__PROMPT__
Scan the material below and report how many lines include the string "message"; nothing else belongs in the reply.

※ ※ ※

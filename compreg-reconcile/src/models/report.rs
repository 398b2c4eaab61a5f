//! Report entries and run summary
//!
//! The run summary is the only user-facing error surface: every unit of work
//! ends up as `success`, `skipped`, or `error` in one of these structures.

use super::descriptor::{Category, EditorKind, InferredProperty, TenantScope};
use super::usage::ComponentUsageInstance;
use chrono::{DateTime, Utc};
use serde::Serialize;
use std::collections::BTreeMap;
use uuid::Uuid;

/// One used-but-unregistered component type
#[derive(Debug, Clone, PartialEq, Serialize)]
#[serde(rename_all = "camelCase")]
pub struct MissingComponentReportEntry {
    #[serde(rename = "type")]
    pub component_type: String,
    pub total_usage: usize,
    pub tenant_count: usize,
    pub tenants: Vec<String>,
    pub page_count: usize,
    pub samples: Vec<ComponentUsageInstance>,
    pub inferred_properties: BTreeMap<String, InferredProperty>,
    pub recommended_id: String,
    pub recommended_category: Category,
    pub recommended_editor: EditorKind,
    pub recommended_scope: TenantScope,
    /// Properties whose samples disagreed about the kind
    pub polymorphic_properties: Vec<String>,
}

/// Outcome of a stage or unit of work
#[derive(Debug, Clone, Copy, PartialEq, Eq, Serialize)]
#[serde(rename_all = "lowercase")]
pub enum StepStatus {
    Success,
    Skipped,
    Error,
}

/// One pipeline stage as it ran
#[derive(Debug, Clone, PartialEq, Serialize)]
#[serde(rename_all = "camelCase")]
pub struct StepRecord {
    pub name: String,
    pub status: StepStatus,
    pub message: String,
    pub duration_ms: u64,
}

/// A recorded failure; `unit` names the tenant, component, or file involved
#[derive(Debug, Clone, PartialEq, Serialize)]
#[serde(rename_all = "camelCase")]
pub struct RunError {
    pub step: String,
    #[serde(skip_serializing_if = "Option::is_none")]
    pub unit: Option<String>,
    pub message: String,
}

/// Created / skipped / errored tallies for a write stage
#[derive(Debug, Clone, Copy, Default, PartialEq, Eq, Serialize)]
pub struct OutcomeCounts {
    pub created: usize,
    pub skipped: usize,
    pub errors: usize,
}

impl OutcomeCounts {
    pub fn total(&self) -> usize {
        self.created + self.skipped + self.errors
    }
}

/// Outcome of appending references to the generated registry index
#[derive(Debug, Clone, Default, PartialEq, Eq, Serialize)]
#[serde(rename_all = "camelCase")]
pub struct RegistryPatchResult {
    pub updated: bool,
    pub new_entries: usize,
    pub added_refs: Vec<String>,
}

impl RegistryPatchResult {
    pub fn unchanged() -> Self {
        Self::default()
    }
}

/// Per-tenant scan outcome
#[derive(Debug, Clone, PartialEq, Serialize)]
#[serde(rename_all = "camelCase")]
pub struct TenantScanReport {
    pub tenant_id: String,
    pub topology: String,
    pub status: StepStatus,
    pub documents_scanned: usize,
    pub documents_skipped: usize,
    pub instances: usize,
    pub component_types: usize,
    #[serde(skip_serializing_if = "Option::is_none")]
    pub error: Option<String>,
}

/// Aggregate results of a run
#[derive(Debug, Clone, Default, PartialEq, Serialize)]
#[serde(rename_all = "camelCase")]
pub struct RunResults {
    pub tenants_scanned: usize,
    pub tenants_failed: usize,
    pub tenant_scans: Vec<TenantScanReport>,
    pub component_types_found: usize,
    pub registered_types: usize,
    pub missing_components: Vec<MissingComponentReportEntry>,
    pub unused_components: Vec<String>,
    pub descriptors: OutcomeCounts,
    pub artifacts: OutcomeCounts,
    pub registry: RegistryPatchResult,
    pub dry_run: bool,
}

/// Machine-readable summary of one pipeline run
#[derive(Debug, Clone, PartialEq, Serialize)]
pub struct RunSummary {
    #[serde(rename = "runId")]
    pub run_id: Uuid,
    pub timestamp: DateTime<Utc>,
    pub steps: Vec<StepRecord>,
    pub errors: Vec<RunError>,
    pub warnings: Vec<String>,
    pub results: RunResults,
    /// Wall-clock duration in milliseconds
    pub duration: u64,
    pub completed: bool,
}

impl RunSummary {
    pub fn new(timestamp: DateTime<Utc>) -> Self {
        Self {
            run_id: Uuid::new_v4(),
            timestamp,
            steps: Vec::new(),
            errors: Vec::new(),
            warnings: Vec::new(),
            results: RunResults::default(),
            duration: 0,
            completed: false,
        }
    }

    pub fn record_step(
        &mut self,
        name: &str,
        status: StepStatus,
        message: impl Into<String>,
        duration_ms: u64,
    ) {
        self.steps.push(StepRecord {
            name: name.to_string(),
            status,
            message: message.into(),
            duration_ms,
        });
    }

    pub fn record_error(&mut self, step: &str, unit: Option<&str>, message: impl Into<String>) {
        self.errors.push(RunError {
            step: step.to_string(),
            unit: unit.map(str::to_string),
            message: message.into(),
        });
    }

    pub fn warn(&mut self, message: impl Into<String>) {
        self.warnings.push(message.into());
    }

    pub fn step(&self, name: &str) -> Option<&StepRecord> {
        self.steps.iter().find(|s| s.name == name)
    }

    /// Completed with nothing in `errors`
    pub fn is_clean(&self) -> bool {
        self.completed && self.errors.is_empty()
    }
}

#[cfg(test)]
mod tests {
    use super::*;
    use serde_json::json;

    #[test]
    fn test_summary_serializes_contract_fields() {
        let mut summary = RunSummary::new(Utc::now());
        summary.record_step("scan", StepStatus::Success, "2 tenants", 12);
        summary.record_error("scan", Some("t2"), "connection refused");
        summary.completed = true;

        let value = serde_json::to_value(&summary).unwrap();
        for field in ["runId", "timestamp", "steps", "errors", "warnings", "results", "duration", "completed"] {
            assert!(value.get(field).is_some(), "missing field {}", field);
        }
        assert_eq!(value["steps"][0]["status"], json!("success"));
        assert_eq!(value["errors"][0]["unit"], json!("t2"));
        assert!(!summary.is_clean());
    }

    #[test]
    fn test_outcome_total() {
        let counts = OutcomeCounts { created: 2, skipped: 1, errors: 1 };
        assert_eq!(counts.total(), 4);
    }
}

※ ※ ※

__PROBLEM SOLUTION__
8